BDS – legitimer Protest oder kurzsichtiger Hass? Ein Kommentar

In den letzten Wochen wurde es wieder laut um eine Bewegung, die sich BDS nennt: Boycott, Divestment and Sanctions. Zu Deutsch bedeutet dies so viel wie „Boykott und wirtschaftliche Abstrafung“. Die Bewegung umfasst seit 2005 eine Vielzahl an Organisationen und einzelnen Aktivisten, die Israel auf mehreren Ebenen isolieren möchten. Vor allem über die kulturelle Seite des Boykotts wird häufig in den Zeitungen geschrieben.

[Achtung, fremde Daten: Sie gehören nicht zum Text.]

use std::{net::SocketAddr, time::Duration};

use anyhow::Context;
use intake_flow::{
    controller::DEFAULT_ACKNOWLEDGEMENT_DELAY, recommendation::DEFAULT_RECOMMENDATION_URL,
};
use tracing::warn;

const DEFAULT_BIND_ADDR: &str = "0.0.0.0:3000";

/// Output shape of the tracing subscriber, picked with `LOG_FORMAT`.
#[derive(Debug, Clone, Copy, PartialEq, Eq, Default)]
pub enum LogFormat {
    #[default]
    Json,
    Pretty,
}

impl LogFormat {
    /// `pretty` selects human-readable output; anything else, or nothing, is JSON.
    pub fn from_env() -> Self {
        Self::parse(std::env::var("LOG_FORMAT").ok().as_deref())
    }

    fn parse(raw: Option<&str>) -> Self {
        match raw.map(str::trim) {
            Some(value) if value.eq_ignore_ascii_case("pretty") => LogFormat::Pretty,
            _ => LogFormat::Json,
        }
    }
}

/// Service settings, read once from the environment at startup.
#[derive(Debug, Clone)]
pub struct Config {
    pub recommendation_url: String,
    pub bind_addr: SocketAddr,
    pub acknowledgement_delay: Duration,
}

impl Config {
    pub fn from_env() -> anyhow::Result<Self> {
        Self::from_lookup(|key| std::env::var(key).ok())
    }

    fn from_lookup(lookup: impl Fn(&str) -> Option<String>) -> anyhow::Result<Self> {
        let recommendation_url = lookup("INTAKE_RECOMMENDATION_URL")
            .unwrap_or_else(|| DEFAULT_RECOMMENDATION_URL.to_string());

        let bind_addr = lookup("INTAKE_BIND_ADDR").unwrap_or_else(|| DEFAULT_BIND_ADDR.to_string());
        let bind_addr = bind_addr
            .parse()
            .with_context(|| format!("INTAKE_BIND_ADDR is not a socket address: {bind_addr}"))?;

        let acknowledgement_delay = match lookup("INTAKE_ACK_DELAY_MS") {
            Some(raw) => match raw.parse::<u64>() {
                Ok(ms) => Duration::from_millis(ms),
                Err(e) => {
                    warn!(value = %raw, error = %e, "Invalid INTAKE_ACK_DELAY_MS, using default");
                    DEFAULT_ACKNOWLEDGEMENT_DELAY
                }
            },
            None => DEFAULT_ACKNOWLEDGEMENT_DELAY,
        };

        Ok(Self {
            recommendation_url,
            bind_addr,
            acknowledgement_delay,
        })
    }
}

#[cfg(test)]
mod tests {
    use super::*;
    use std::collections::HashMap;

    fn lookup(vars: &[(&str, &str)]) -> impl Fn(&str) -> Option<String> {
        let vars: HashMap<String, String> = vars
            .iter()
            .map(|(k, v)| (k.to_string(), v.to_string()))
            .collect();
        move |key: &str| vars.get(key).cloned()
    }

    #[test]
    fn test_defaults() {
        let config = Config::from_lookup(lookup(&[])).unwrap();
        assert_eq!(config.recommendation_url, DEFAULT_RECOMMENDATION_URL);
        assert_eq!(config.bind_addr, "0.0.0.0:3000".parse::<SocketAddr>().unwrap());
        assert_eq!(config.acknowledgement_delay, Duration::from_millis(1200));
    }

    #[test]
    fn test_overrides_and_bad_delay() {
        let config = Config::from_lookup(lookup(&[
            ("INTAKE_RECOMMENDATION_URL", "http://quotes.internal/api/insurance"),
            ("INTAKE_BIND_ADDR", "127.0.0.1:8080"),
            ("INTAKE_ACK_DELAY_MS", "soon"),
        ]))
        .unwrap();
        assert_eq!(
            config.recommendation_url,
            "http://quotes.internal/api/insurance"
        );
        assert_eq!(config.bind_addr.port(), 8080);
        assert_eq!(config.acknowledgement_delay, DEFAULT_ACKNOWLEDGEMENT_DELAY);
    }

    #[test]
    fn test_log_format_defaults_to_json() {
        assert_eq!(LogFormat::parse(None), LogFormat::Json);
        assert_eq!(LogFormat::parse(Some("json")), LogFormat::Json);
        assert_eq!(LogFormat::parse(Some("verbose")), LogFormat::Json);
        assert_eq!(LogFormat::parse(Some("pretty")), LogFormat::Pretty);
        assert_eq!(LogFormat::parse(Some(" Pretty ")), LogFormat::Pretty);
    }

    #[test]
    fn test_bad_bind_addr_is_an_error() {
        assert!(Config::from_lookup(lookup(&[("INTAKE_BIND_ADDR", "localhost")])).is_err());
    }
}
//! Boundary to the remote recommendation service.
//!
//! The service receives the whole conversation as `{"history": [...]}` and
//! answers with `{"response": "..."}`. Error bodies use the same shape, with
//! `response` carrying the error detail.

use async_trait::async_trait;
use reqwest::Client;
use serde::{Deserialize, Serialize};
use tracing::{debug, error, instrument};

use crate::{
    error::{FlowError, Result},
    message::Message,
};

pub const DEFAULT_RECOMMENDATION_URL: &str = "http://127.0.0.1:8000/api/insurance";

#[async_trait]
pub trait RecommendationClient: Send + Sync {
    /// Send the augmented history and return the recommendation text.
    async fn recommend(&self, history: &[Message]) -> Result<String>;
}

#[derive(Serialize)]
struct RecommendationRequest<'a> {
    history: &'a [Message],
}

#[derive(Deserialize, Debug)]
struct RecommendationResponse {
    response: String,
}

/// `reqwest` implementation: one POST per call, no retry and no timeout.
#[derive(Debug, Clone)]
pub struct HttpRecommendationClient {
    client: Client,
    url: String,
}

impl HttpRecommendationClient {
    pub fn new(url: impl Into<String>) -> Self {
        Self {
            client: Client::new(),
            url: url.into(),
        }
    }
}

#[async_trait]
impl RecommendationClient for HttpRecommendationClient {
    #[instrument(skip(self, history), fields(url = %self.url, messages = history.len()))]
    async fn recommend(&self, history: &[Message]) -> Result<String> {
        let response = self
            .client
            .post(&self.url)
            .json(&RecommendationRequest { history })
            .send()
            .await?;

        let status = response.status();
        let body = response.text().await?;

        if !status.is_success() {
            let detail = serde_json::from_str::<RecommendationResponse>(&body)
                .map(|r| r.response)
                .unwrap_or(body);
            error!(%status, %detail, "Recommendation service request failed");
            return Err(FlowError::Service {
                status: status.as_u16(),
                detail,
            });
        }

        let parsed = serde_json::from_str::<RecommendationResponse>(&body)
            .map_err(|e| FlowError::MalformedResponse(e.to_string()))?;
        debug!(length = parsed.response.len(), "Received recommendation");
        Ok(parsed.response)
    }
}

Denn unter den Wissenschaftlern und Künstlern, die sich dem Protest gegen Israel angeschlossen haben, sind viele Prominente wie Judith Butler, Stephen Hawking und der ehemalige Pink-Floyd-Frontmann Roger Waters. Konzerte, die im Rahmen des Boykottes abgesagt wurden, werden bejubelt, Konzerte, die trotzdem stattfinden, aggressiv verpönt. Warum das alles? „Um einen Beitrag zu leisten im Kampf um die Beendigung der israelischen Besatzung, der Kolonisierung und des Apartheidsystems“, heißt es auf einer offiziellen Homepage der Bewegung, bds-kampagne.de. Angelehnt ist die Idee nach eigenem Statement an den Kampf der Südafrikaner gegen die Apartheid, also der Ungleichbehandlung von schwarzen und weißen Einwohnern, der offiziell bis 1993 anhielt. Dieses System der Diskriminierung von Menschen verschiedener Hautfarbe, Herkunft oder Rasse, maßgeblich geprägt von Unterdrückung und Gewalt, hatte nicht nur isolierte Wohngebiete zur Folge, sondern unterschied auch rechtlich zwischen Menschen schwarzer und weißer Hautfarbe. Der Gebrauch von solchen historisch belasteten Begriffen, wie den der Apartheid, um nun die israelische Politik in ähnlicher Weise anzuprangern und zu kritisieren, ist unter politischen Aktivisten keine Seltenheit: BDS Austria spricht sogar davon, dass Israel auf Land gegründet sei, das „von seinen palästinensischen BesitzerInnen ethnisch gesäubert wurde.“ Immer noch verstoße Israel gegen internationales Recht, indem es Palästinenser per Gesetz diskriminiere, koloniale Politik betreibe und seit Jahren UN-Resolutionen ignoriere. „Für Freiheit! Für Gerechtigkeit!“ Damit ruft die Kampagne alle Menschen auf, sich ihr anzuschließen und Israel unter Druck zu setzen. Die Aufhebung der vermeintlichen Unrechtsmaßnahmen, die von Israel ausgehen, soll auf diese Weise erzwungen werde.

Gazastreifen 2015

Mit diesen Slogans und Forderungen mag eine Stoßrichtung vorgegeben sein, aber die konkreten Ziele der BDS-Bewegung sind nicht transparent. Informiert man sich in online-Zeitungen, auf den offiziellen Homepages und in Broschüren von BDS, bleiben viele Fragen offen. Zum Beispiel, warum eine Zwei-Staaten-Lösung aus Sicht der Boykotteure abzulehnen wäre. Oder wie mit den Folgen für Israel umgegangen werden sollte, die das geforderte Rückkehrrecht für alle palästinensischen Flüchtlinge samt Nachfahren mit sich bringen würde. Außerdem wünscht man sich Stellungnahmen zum antiisraelischen Terrorismus, vor dem ja die Sperranlagen im Westjordanland schützen sollen. Aber solchen komplexen Themen will sich die Bewegung gar nicht stellen. Denn konkrete, visionäre Politik über ihren vereinfachenden Drei-Punkte-Katalog hinaus, ist nicht ihr Geschäft.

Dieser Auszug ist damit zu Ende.